Jonathan Newman Brightstone Law new

This alerts of the importance of lawyers in the whole lending process. As lawyers, we are required by law and by our own regulation to be gatekeepers for money laundering risk.

We have to validate the source and integrity of funds passing through our offices.

In some respects, some may take view that applying the rules with a holier than thou attitude can be less than pragmatic, and I agree, we do not make it easy, but we take this approach with a clear purpose and it’s important. The legislation does not provide for tolerance, and the sanctions for misapplying rules can be criminal in nature.

What some don’t appreciate, is that by applying rules and regulations to the letter, we provide an extra layer of protection for our clients, one that builds on and adds to their own compliance systems and process, and at no cost to them! It’s a part of the overall service and package, that many clients take advantage of, but is rarely mentioned or credited.

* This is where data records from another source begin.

//! Review and apply of a reconciliation plan.
//!
//! A `Reviewer` sees the proposed plan and answers with per-track decisions.
//! Only decisions that come back are applied; anything the reviewer drops is
//! left out of the store.

use super::plan::ReconciliationPlan;
use crate::catalog_store::{CatalogStore, StoreResult, Track, TrackRecord};
use std::collections::{HashMap, HashSet};
use std::fmt;
use std::str::FromStr;
use thiserror::Error;
use tracing::{debug, warn};
use unicode_width::UnicodeWidthStr;

#[derive(Debug, Error)]
pub enum ReviewError {
    #[error("IO error: {0}")]
    Io(#[from] std::io::Error),

    #[error("Review aborted: {0}")]
    Aborted(String),
}

/// What to do with one track of the plan.
#[derive(Clone, Copy, Debug, PartialEq, Eq, Hash)]
pub enum Action {
    /// Store visible.
    Add,
    /// Store hidden.
    Hide,
    /// Do not store.
    Skip,
}

impl Action {
    pub fn as_str(&self) -> &'static str {
        match self {
            Action::Add => "add",
            Action::Hide => "hide",
            Action::Skip => "skip",
        }
    }
}

impl fmt::Display for Action {
    fn fmt(&self, f: &mut fmt::Formatter<'_>) -> fmt::Result {
        f.write_str(self.as_str())
    }
}

impl FromStr for Action {
    type Err = String;

    fn from_str(s: &str) -> Result<Self, Self::Err> {
        match s {
            "add" => Ok(Action::Add),
            "hide" => Ok(Action::Hide),
            "skip" => Ok(Action::Skip),
            other => Err(format!("unknown action '{}'", other)),
        }
    }
}

#[derive(Clone, Debug, PartialEq, Eq)]
pub struct Decision {
    pub track_id: String,
    pub action: Action,
}

impl Decision {
    pub fn new(track_id: &str, action: Action) -> Self {
        Self {
            track_id: track_id.to_string(),
            action,
        }
    }
}

/// Human (or automated) confirmation step between planning and storing.
pub trait Reviewer {
    fn review(&mut self, plan: &ReconciliationPlan) -> Result<Vec<Decision>, ReviewError>;
}

/// Confirms the plan exactly as proposed.
#[derive(Clone, Copy, Debug, Default)]
pub struct AcceptAll;

impl Reviewer for AcceptAll {
    fn review(&mut self, plan: &ReconciliationPlan) -> Result<Vec<Decision>, ReviewError> {
        Ok(proposed_decisions(plan))
    }
}

fn proposed_action(track: &TrackRecord) -> Action {
    if track.hidden {
        Action::Hide
    } else {
        Action::Add
    }
}

/// The decisions the plan itself proposes, in presentation order.
pub fn proposed_decisions(plan: &ReconciliationPlan) -> Vec<Decision> {
    plan.existing
        .iter()
        .chain(plan.add.iter())
        .map(|t| Decision::new(&t.id, proposed_action(t)))
        .chain(plan.skip.iter().map(|t| Decision::new(&t.id, Action::Skip)))
        .collect()
}

// =============================================================================
// Text rendering
// =============================================================================

fn plain_table(rows: &[Vec<String>]) -> String {
    let columns = rows.iter().map(Vec::len).max().unwrap_or(0);
    let mut widths = vec![0; columns];
    for row in rows {
        for (i, cell) in row.iter().enumerate() {
            widths[i] = widths[i].max(cell.width());
        }
    }

    let mut out = String::new();
    for row in rows {
        let mut line = String::new();
        for (i, cell) in row.iter().enumerate() {
            if i > 0 {
                line.push_str("  ");
            }
            line.push_str(cell);
            if i + 1 < row.len() {
                line.push_str(&" ".repeat(widths[i] - cell.width()));
            }
        }
        out.push_str(line.trim_end());
        out.push('\n');
    }
    out
}

fn proposal_row(track: &TrackRecord, action: Action) -> Vec<String> {
    let join = |names: Vec<&str>| names.join("; ");
    vec![
        action.to_string(),
        track.id.clone(),
        track.name.clone(),
        join(track.artists.iter().map(|a| a.name.as_str()).collect()),
        track.track_number.to_string(),
        track.album.name.clone(),
        join(track.album.artists.iter().map(|a| a.name.as_str()).collect()),
        track.album.release_date.to_string(),
    ]
}

/// Render the plan as an editable text document: a comment header followed
/// by one line per track, `action id name artists track_number album
/// album_artists release_date`.
pub fn render_proposal(plan: &ReconciliationPlan) -> String {
    let mut out = String::new();
    out.push_str(&format!("# Tracks to download by {}\n", plan.artist.name));
    out.push_str("# List of actions:\n");
    out.push_str("#   add - adds track metadata and downloads\n");
    out.push_str("#   hide - adds track metadata but doesn't download\n");
    out.push_str("#   skip - ignores track and doesn't add metadata\n");
    out.push('\n');

    let groups = [
        ("Modify existing tracks:", &plan.existing, false),
        ("Add tracks:", &plan.add, false),
        ("Skip tracks:", &plan.skip, true),
    ];
    for (title, tracks, skipped) in groups {
        if tracks.is_empty() {
            continue;
        }
        let rows: Vec<Vec<String>> = tracks
            .iter()
            .map(|t| {
                let action = if skipped { Action::Skip } else { proposed_action(t) };
                proposal_row(t, action)
            })
            .collect();
        out.push_str(title);
        out.push('\n');
        out.push_str(&plain_table(&rows));
        out.push('\n');
    }
    out
}

/// Read decisions back from an edited proposal. Comment lines, group titles
/// and lines whose first field is not an action are ignored.
pub fn parse_decisions(text: &str) -> Vec<Decision> {
    text.lines()
        .filter(|line| !line.trim_start().starts_with('#'))
        .filter_map(|line| {
            let mut fields = line.split_whitespace();
            let action = fields.next()?.parse::<Action>().ok()?;
            let track_id = fields.next()?;
            Some(Decision::new(track_id, action))
        })
        .collect()
}

// =============================================================================
// Apply
// =============================================================================

#[derive(Clone, Debug, PartialEq, Eq)]
pub struct AppliedTrack {
    pub track: Track,
    /// The track was already cached before this plan.
    pub existing: bool,
}

/// Store the confirmed decisions. `add` stores the track visible, `hide`
/// stores it hidden, `skip` stores nothing. A track is rewritten only when
/// its stored visibility differs from the decided one.
pub fn apply<S: CatalogStore + ?Sized>(
    store: &S,
    plan: &ReconciliationPlan,
    decisions: &[Decision],
) -> StoreResult<Vec<AppliedTrack>> {
    let mut proposed: HashMap<&str, (&TrackRecord, bool)> = HashMap::new();
    for track in &plan.skip {
        proposed.insert(track.id.as_str(), (track, false));
    }
    for track in &plan.add {
        proposed.insert(track.id.as_str(), (track, false));
    }
    for track in &plan.existing {
        proposed.insert(track.id.as_str(), (track, true));
    }

    let mut decided = HashSet::new();
    let mut applied = Vec::new();
    for decision in decisions {
        if !decided.insert(decision.track_id.as_str()) {
            debug!("Ignoring repeated decision for track {}", decision.track_id);
            continue;
        }
        let Some((record, existing)) = proposed.get(decision.track_id.as_str()) else {
            warn!("Ignoring decision for track {} outside the plan", decision.track_id);
            continue;
        };
        let hidden = match decision.action {
            Action::Add => false,
            Action::Hide => true,
            Action::Skip => continue,
        };

        let replace = store
            .get_track(&record.id)?
            .is_some_and(|stored| stored.hidden != hidden);
        let record = TrackRecord {
            hidden,
            ..(*record).clone()
        };
        let track = store.upsert_track(&record, replace)?;
        applied.push(AppliedTrack {
            track,
            existing: *existing,
        });
    }
    Ok(applied)
}

#[cfg(test)]
mod tests {
    use super::*;
    use crate::catalog_store::{AlbumType, SqliteCatalogStore};
    use crate::reconciliation::plan::tests::{album, target, track};
    use crate::reconciliation::{reconcile_artist, Reconciliation};

    fn best_of_plan(store: &SqliteCatalogStore) -> ReconciliationPlan {
        let single = album("Single", AlbumType::Single, "2020-01-01", "A");
        let best_of = album("Best Of", AlbumType::Album, "2021-01-01", "A");
        let compilation = album("Hits", AlbumType::Compilation, "2022-01-01", "A");
        store
            .upsert_track(&track("s-song", "Song", &single, 1), false)
            .unwrap();
        let existing = store.get_artist_tracks("A").unwrap();

        match reconcile_artist(
            &target(),
            vec![
                track("b-song", "Song", &best_of, 1),
                track("b-new", "New", &best_of, 2),
                track("c-new", "New", &compilation, 7),
            ],
            &existing,
        ) {
            Reconciliation::Plan(plan) => plan,
            Reconciliation::NoNewTracks => panic!("expected a plan"),
        }
    }

    #[test]
    fn test_render_and_parse_round_trip_proposed_decisions() {
        let store = SqliteCatalogStore::open_in_memory().unwrap();
        let plan = best_of_plan(&store);

        let text = render_proposal(&plan);
        assert!(text.starts_with("# Tracks to download by Artist A\n"));
        assert!(text.contains("Modify existing tracks:\nhide  s-song  Song"));
        assert!(text.contains("Add tracks:\n"));
        assert!(!text.contains("Skip tracks:"));

        assert_eq!(parse_decisions(&text), proposed_decisions(&plan));
    }

    #[test]
    fn test_parse_ignores_comments_and_unknown_actions() {
        let text = "# add commented-out\nAdd tracks:\nadd t1 Song\nmaybe t2 Other\nhide   t3\nskip\n";
        assert_eq!(
            parse_decisions(text),
            vec![Decision::new("t1", Action::Add), Decision::new("t3", Action::Hide)]
        );
    }

    #[test]
    fn test_plain_table_aligns_wide_characters() {
        let rows = vec![
            vec!["add".to_string(), "日本".to_string(), "x".to_string()],
            vec!["hide".to_string(), "ab".to_string(), "y".to_string()],
        ];
        assert_eq!(plain_table(&rows), "add   日本  x\nhide  ab    y\n");
    }

    #[test]
    fn test_apply_accept_all() {
        let store = SqliteCatalogStore::open_in_memory().unwrap();
        let plan = best_of_plan(&store);
        let decisions = AcceptAll.review(&plan).unwrap();

        let applied = apply(&store, &plan, &decisions).unwrap();
        assert_eq!(applied.len(), 4);
        assert!(store.get_track("s-song").unwrap().unwrap().hidden);
        assert!(!store.get_track("b-song").unwrap().unwrap().hidden);
        assert!(!store.get_track("b-new").unwrap().unwrap().hidden);
        assert!(store.get_track("c-new").unwrap().unwrap().hidden);
        assert!(applied.iter().any(|a| a.existing && a.track.id == "s-song"));
    }

    #[test]
    fn test_apply_only_confirmed_decisions() {
        let store = SqliteCatalogStore::open_in_memory().unwrap();
        let plan = best_of_plan(&store);
        let decisions = vec![
            Decision::new("b-song", Action::Hide),
            Decision::new("b-song", Action::Add),
            Decision::new("c-new", Action::Skip),
            Decision::new("unknown", Action::Add),
        ];

        let applied = apply(&store, &plan, &decisions).unwrap();
        assert_eq!(applied.len(), 1);
        assert!(store.get_track("b-song").unwrap().unwrap().hidden);
        assert!(store.get_track("b-new").unwrap().is_none());
        assert!(store.get_track("c-new").unwrap().is_none());
        assert!(store.get_track("unknown").unwrap().is_none());
        assert!(!store.get_track("s-song").unwrap().unwrap().hidden);
    }

    #[test]
    fn test_apply_can_keep_existing_track_visible() {
        let store = SqliteCatalogStore::open_in_memory().unwrap();
        let plan = best_of_plan(&store);

        apply(&store, &plan, &[Decision::new("s-song", Action::Add)]).unwrap();
        assert!(!store.get_track("s-song").unwrap().unwrap().hidden);
    }
}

Even the most regulated of lenders, complete with their own internal legal teams and anti-money laundering resource, often seek additional guidance on rules which are draconian in sanction, but often open to interpretation.

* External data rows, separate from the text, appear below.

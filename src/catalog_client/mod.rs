//! Client side of the external catalog: the interface reconciliation and
//! ingestion depend on, plus the Web API implementation.

mod client;
mod error;
mod models;

pub use client::{Credentials, WebApiClient};
pub use error::{ClientError, ClientResult};
pub use models::{best_image_url, CatalogAlbum, Page};

use crate::catalog_store::{AlbumRecord, ArtistRecord, PlaylistRecord, TrackRecord};

/// Read access to the external catalog.
///
/// Every record returned is already validated and typed. Paginated calls
/// return at most `limit` items starting at `offset`; a page shorter than
/// `limit` is the last one.
pub trait CatalogClient {
    fn track(&self, id: &str) -> ClientResult<TrackRecord>;

    /// Unknown IDs are left out of the result.
    fn tracks(&self, ids: &[String]) -> ClientResult<Vec<TrackRecord>>;

    fn album(&self, id: &str) -> ClientResult<CatalogAlbum>;

    /// Unknown IDs are left out of the result.
    fn albums(&self, ids: &[String]) -> ClientResult<Vec<CatalogAlbum>>;

    fn album_tracks(&self, album: &AlbumRecord, limit: u32, offset: u32)
        -> ClientResult<Page<TrackRecord>>;

    fn artist(&self, id: &str) -> ClientResult<ArtistRecord>;

    /// Albums of every type the artist appears on.
    fn artist_albums(&self, id: &str, limit: u32, offset: u32) -> ClientResult<Page<AlbumRecord>>;

    /// Playlist metadata; `items` is left empty, see `playlist_items`.
    fn playlist(&self, id: &str) -> ClientResult<PlaylistRecord>;

    /// `None` marks entries without a catalog track (local files, episodes).
    fn playlist_items(
        &self,
        id: &str,
        limit: u32,
        offset: u32,
    ) -> ClientResult<Page<Option<TrackRecord>>>;
}
//! Common test infrastructure
//!
//! Tests should only import from this module, not from internal submodules.
//!
//! # Example
//!
//! ```no_run
//! mod common;
//! use common::{album, FakeCatalog, TestStore};
//! use melody_catalog::catalog_store::AlbumType;
//!
//! #[test]
//! fn test_add_album() {
//!     let store = TestStore::new();
//!     let mut catalog = FakeCatalog::new();
//!     catalog.add_album(album("al-1", "Record", AlbumType::Album, "2020-01-01"), vec![]);
//!     // ... ingest through an Ingestor built on `store` and `catalog`
//! }
//! ```

mod constants;
mod fake_catalog;
mod fixtures;

// Public API - this is what tests import
pub use constants::*;
pub use fake_catalog::FakeCatalog;
#[allow(unused_imports)]
pub use fixtures::{album, album_by, artist, track, track_by, TestStore};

The crisis in Ukraine and the press around sanctions on Russian individuals bring out the importance of this robust approach, but it’s not just Russia and Russians that raise money laundering red flags. And it’s not just about where money is lent, to whom and for what purpose, it’s also about ensuring that when the money is returned, it is paid by the right people from legitimate funds. Being absolutely comfortable with the repayment of a loan is a key element of anti-money laundering processes.

Q1 2022 has produced something relatively new and growing.

Monies paid to redeem loan facilities into solicitors account from unverifiable sources, monies realised from sales and due to non-contactable owners or persons of suspicion, net sale proceeds due to joint owners in dispute with one another, all give rise to distribution difficulties, and potential liability to lenders – if they get it wrong.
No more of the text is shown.